WHAT TO WORK ON
Search the material for "EpochId" and copy each line in which it is found.

** Opening ENTRIES PROVIDED block **

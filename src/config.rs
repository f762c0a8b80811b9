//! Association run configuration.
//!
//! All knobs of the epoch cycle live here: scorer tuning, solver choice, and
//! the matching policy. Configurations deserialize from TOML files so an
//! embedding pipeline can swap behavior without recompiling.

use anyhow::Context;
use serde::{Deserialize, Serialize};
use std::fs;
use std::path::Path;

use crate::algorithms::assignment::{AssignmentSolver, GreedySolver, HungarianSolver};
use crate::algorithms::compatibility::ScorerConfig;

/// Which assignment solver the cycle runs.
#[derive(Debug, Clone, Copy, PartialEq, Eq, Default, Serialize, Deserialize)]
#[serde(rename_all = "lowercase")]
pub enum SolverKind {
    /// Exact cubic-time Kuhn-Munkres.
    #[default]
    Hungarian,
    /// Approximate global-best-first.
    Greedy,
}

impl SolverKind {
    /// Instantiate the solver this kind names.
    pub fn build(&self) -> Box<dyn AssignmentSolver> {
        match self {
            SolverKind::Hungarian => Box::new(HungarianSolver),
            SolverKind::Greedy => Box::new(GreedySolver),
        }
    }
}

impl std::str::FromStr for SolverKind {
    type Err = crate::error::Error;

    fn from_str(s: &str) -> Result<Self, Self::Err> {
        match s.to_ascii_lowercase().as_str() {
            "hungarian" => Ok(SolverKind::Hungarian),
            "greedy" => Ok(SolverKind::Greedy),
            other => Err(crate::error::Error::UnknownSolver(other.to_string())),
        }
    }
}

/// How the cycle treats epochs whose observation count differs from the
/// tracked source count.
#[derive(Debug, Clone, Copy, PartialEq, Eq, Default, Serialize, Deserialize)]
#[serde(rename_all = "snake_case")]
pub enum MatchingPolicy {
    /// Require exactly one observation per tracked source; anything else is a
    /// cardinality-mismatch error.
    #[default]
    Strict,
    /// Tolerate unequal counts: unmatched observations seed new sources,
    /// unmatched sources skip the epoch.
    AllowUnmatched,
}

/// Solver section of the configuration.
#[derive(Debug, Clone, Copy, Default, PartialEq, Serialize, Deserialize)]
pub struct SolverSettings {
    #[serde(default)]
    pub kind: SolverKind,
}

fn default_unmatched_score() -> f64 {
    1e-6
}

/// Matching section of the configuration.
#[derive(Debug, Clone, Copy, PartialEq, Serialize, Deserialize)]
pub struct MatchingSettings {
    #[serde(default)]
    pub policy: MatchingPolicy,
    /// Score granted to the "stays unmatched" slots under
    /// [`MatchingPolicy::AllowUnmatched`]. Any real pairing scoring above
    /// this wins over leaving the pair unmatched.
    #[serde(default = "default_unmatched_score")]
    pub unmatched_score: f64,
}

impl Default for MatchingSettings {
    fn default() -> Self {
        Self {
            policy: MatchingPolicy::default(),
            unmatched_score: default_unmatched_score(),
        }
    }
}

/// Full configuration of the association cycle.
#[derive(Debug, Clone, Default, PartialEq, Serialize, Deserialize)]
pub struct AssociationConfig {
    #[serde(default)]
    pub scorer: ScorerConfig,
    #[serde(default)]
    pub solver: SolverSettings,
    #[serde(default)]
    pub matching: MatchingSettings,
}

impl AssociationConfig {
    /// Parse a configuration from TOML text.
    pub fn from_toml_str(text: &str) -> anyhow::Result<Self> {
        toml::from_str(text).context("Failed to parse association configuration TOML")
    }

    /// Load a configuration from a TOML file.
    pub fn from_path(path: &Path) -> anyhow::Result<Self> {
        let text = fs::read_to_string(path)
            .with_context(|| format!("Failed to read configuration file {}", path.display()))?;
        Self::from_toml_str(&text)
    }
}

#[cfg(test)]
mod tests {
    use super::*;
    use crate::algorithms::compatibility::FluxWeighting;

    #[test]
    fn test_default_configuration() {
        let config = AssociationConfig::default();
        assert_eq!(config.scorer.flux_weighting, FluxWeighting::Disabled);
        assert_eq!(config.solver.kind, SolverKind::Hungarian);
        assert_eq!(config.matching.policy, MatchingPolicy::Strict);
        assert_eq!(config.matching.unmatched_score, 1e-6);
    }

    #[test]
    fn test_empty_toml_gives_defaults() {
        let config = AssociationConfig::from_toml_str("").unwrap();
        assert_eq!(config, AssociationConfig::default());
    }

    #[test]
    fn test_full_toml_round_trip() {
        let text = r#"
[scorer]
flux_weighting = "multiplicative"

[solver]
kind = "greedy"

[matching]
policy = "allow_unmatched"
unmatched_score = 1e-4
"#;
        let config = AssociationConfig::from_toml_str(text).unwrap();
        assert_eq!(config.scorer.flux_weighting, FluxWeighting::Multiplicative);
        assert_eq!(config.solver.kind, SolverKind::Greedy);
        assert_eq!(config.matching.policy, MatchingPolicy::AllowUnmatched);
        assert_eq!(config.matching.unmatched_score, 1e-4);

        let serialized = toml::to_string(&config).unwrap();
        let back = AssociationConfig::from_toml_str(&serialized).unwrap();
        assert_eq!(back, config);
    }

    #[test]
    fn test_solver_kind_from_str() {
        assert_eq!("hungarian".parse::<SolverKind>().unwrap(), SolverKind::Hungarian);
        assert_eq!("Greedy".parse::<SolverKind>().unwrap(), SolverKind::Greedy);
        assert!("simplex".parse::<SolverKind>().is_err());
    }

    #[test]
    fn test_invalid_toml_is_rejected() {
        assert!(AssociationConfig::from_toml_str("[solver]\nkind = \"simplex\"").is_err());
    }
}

** Closing ENTRIES PROVIDED block **
** Opening ENTRIES PROVIDED block **

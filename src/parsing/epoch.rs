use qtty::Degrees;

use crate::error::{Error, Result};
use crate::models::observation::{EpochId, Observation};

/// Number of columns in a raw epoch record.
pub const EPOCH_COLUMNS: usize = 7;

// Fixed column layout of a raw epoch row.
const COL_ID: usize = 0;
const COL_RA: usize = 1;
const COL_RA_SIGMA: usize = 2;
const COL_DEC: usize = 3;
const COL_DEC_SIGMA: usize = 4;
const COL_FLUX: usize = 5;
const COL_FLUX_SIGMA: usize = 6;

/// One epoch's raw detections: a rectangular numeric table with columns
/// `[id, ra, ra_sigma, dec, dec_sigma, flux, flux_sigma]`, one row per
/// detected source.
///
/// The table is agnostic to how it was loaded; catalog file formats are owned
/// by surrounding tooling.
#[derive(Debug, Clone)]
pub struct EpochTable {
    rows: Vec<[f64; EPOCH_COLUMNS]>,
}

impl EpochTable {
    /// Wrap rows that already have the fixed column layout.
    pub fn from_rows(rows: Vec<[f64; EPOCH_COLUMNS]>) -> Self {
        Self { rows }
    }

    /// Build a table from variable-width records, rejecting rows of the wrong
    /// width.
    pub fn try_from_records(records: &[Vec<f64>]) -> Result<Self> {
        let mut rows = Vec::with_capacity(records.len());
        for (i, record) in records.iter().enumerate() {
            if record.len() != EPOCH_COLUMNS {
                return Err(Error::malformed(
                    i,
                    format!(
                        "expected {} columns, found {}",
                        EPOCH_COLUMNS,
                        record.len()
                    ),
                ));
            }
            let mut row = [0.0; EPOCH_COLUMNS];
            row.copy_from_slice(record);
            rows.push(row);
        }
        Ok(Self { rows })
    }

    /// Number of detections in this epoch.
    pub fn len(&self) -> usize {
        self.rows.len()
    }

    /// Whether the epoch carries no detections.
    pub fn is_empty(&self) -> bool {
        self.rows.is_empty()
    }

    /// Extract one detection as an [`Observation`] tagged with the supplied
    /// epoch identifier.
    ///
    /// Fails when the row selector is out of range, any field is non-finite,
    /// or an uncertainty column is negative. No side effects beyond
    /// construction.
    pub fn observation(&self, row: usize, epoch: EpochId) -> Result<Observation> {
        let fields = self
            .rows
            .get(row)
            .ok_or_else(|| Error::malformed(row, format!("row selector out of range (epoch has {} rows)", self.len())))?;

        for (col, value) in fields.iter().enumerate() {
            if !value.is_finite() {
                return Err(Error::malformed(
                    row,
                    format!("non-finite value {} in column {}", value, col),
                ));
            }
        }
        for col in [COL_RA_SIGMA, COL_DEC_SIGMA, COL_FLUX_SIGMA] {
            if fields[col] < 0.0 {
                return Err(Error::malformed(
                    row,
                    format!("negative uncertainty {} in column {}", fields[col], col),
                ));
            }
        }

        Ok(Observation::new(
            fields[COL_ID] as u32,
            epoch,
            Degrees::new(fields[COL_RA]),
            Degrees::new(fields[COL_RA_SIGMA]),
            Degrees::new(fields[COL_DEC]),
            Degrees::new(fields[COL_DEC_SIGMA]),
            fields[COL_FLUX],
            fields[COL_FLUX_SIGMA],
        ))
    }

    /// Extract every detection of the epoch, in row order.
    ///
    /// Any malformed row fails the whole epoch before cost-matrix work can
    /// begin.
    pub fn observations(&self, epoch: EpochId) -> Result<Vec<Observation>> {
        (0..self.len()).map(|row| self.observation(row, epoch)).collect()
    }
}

** Closing ENTRIES PROVIDED block **

EXERCISE RESPONSE
use crate::models::observation::{EpochId, Observation};
    pub fn observation(&self, row: usize, epoch: EpochId) -> Result<Observation> {
    pub fn observations(&self, epoch: EpochId) -> Result<Vec<Observation>> {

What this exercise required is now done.